* **What you need to do**
Which lines in the records below include the word "command"? Report each of them in full.

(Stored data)

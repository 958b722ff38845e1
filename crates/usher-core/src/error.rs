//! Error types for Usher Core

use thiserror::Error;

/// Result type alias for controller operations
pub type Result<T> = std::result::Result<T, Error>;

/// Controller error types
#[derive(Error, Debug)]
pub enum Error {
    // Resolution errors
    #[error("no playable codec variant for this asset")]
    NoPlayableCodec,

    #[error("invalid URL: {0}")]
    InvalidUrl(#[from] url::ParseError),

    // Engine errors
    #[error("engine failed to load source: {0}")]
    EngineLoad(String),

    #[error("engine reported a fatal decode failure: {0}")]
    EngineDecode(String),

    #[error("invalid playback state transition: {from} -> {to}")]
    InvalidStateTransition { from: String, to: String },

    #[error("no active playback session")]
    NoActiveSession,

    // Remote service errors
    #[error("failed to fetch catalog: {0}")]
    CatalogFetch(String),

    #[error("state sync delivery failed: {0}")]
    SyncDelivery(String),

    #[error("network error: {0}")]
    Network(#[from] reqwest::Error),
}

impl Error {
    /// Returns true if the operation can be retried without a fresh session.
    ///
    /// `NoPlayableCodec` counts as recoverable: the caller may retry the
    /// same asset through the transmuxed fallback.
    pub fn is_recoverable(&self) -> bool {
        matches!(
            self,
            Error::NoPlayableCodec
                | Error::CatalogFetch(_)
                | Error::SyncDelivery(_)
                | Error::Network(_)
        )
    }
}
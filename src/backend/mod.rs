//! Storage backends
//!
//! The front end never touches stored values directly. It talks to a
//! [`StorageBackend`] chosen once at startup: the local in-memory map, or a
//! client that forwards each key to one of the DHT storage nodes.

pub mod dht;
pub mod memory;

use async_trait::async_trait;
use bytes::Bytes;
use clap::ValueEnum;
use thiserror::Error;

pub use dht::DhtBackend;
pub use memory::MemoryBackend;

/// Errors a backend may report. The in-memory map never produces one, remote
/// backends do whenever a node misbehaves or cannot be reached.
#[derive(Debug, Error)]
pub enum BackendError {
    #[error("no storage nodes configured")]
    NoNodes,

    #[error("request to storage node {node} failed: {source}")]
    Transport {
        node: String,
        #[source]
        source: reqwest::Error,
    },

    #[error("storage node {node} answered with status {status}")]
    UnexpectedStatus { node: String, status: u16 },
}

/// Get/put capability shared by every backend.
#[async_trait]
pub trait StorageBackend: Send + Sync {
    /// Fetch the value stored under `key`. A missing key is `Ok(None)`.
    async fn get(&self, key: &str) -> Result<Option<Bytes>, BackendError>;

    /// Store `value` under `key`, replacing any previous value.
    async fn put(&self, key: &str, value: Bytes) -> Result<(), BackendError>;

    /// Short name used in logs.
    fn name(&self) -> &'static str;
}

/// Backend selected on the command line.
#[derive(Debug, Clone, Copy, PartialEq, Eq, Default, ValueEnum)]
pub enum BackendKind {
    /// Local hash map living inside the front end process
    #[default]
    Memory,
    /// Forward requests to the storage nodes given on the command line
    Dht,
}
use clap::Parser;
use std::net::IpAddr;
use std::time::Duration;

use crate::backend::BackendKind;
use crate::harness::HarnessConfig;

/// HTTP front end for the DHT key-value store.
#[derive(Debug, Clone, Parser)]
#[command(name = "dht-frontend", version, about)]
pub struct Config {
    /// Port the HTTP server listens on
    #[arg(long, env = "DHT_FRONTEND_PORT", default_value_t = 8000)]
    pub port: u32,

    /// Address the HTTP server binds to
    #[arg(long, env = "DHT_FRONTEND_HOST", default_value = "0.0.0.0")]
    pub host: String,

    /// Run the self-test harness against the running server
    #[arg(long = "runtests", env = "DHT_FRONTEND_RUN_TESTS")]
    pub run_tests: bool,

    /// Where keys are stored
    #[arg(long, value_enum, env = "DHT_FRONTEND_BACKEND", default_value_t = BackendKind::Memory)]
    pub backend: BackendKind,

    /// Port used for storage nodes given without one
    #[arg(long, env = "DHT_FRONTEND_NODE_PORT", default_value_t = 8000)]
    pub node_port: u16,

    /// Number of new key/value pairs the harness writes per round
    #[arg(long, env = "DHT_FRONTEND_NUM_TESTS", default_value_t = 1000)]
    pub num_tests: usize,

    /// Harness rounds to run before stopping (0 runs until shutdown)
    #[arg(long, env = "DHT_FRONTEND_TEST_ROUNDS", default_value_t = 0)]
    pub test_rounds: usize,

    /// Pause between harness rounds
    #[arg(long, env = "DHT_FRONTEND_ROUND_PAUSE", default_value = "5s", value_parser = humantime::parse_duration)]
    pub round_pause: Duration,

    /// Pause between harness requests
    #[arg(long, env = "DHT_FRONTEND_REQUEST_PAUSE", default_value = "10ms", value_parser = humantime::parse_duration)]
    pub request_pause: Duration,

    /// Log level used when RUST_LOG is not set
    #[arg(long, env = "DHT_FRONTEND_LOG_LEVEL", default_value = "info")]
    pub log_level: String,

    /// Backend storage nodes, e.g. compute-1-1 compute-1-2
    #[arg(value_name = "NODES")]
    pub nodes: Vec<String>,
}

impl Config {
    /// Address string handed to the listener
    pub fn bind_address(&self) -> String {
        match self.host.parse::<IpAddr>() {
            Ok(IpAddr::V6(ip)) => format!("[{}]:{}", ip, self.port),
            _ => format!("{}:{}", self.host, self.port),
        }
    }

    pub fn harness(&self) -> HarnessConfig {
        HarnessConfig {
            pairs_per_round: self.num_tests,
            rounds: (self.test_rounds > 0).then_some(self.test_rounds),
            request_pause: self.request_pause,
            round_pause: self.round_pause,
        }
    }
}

* **Response to this task**
/// Backend selected on the command line.
    /// Forward requests to the storage nodes given on the command line
#[command(name = "dht-frontend", version, about)]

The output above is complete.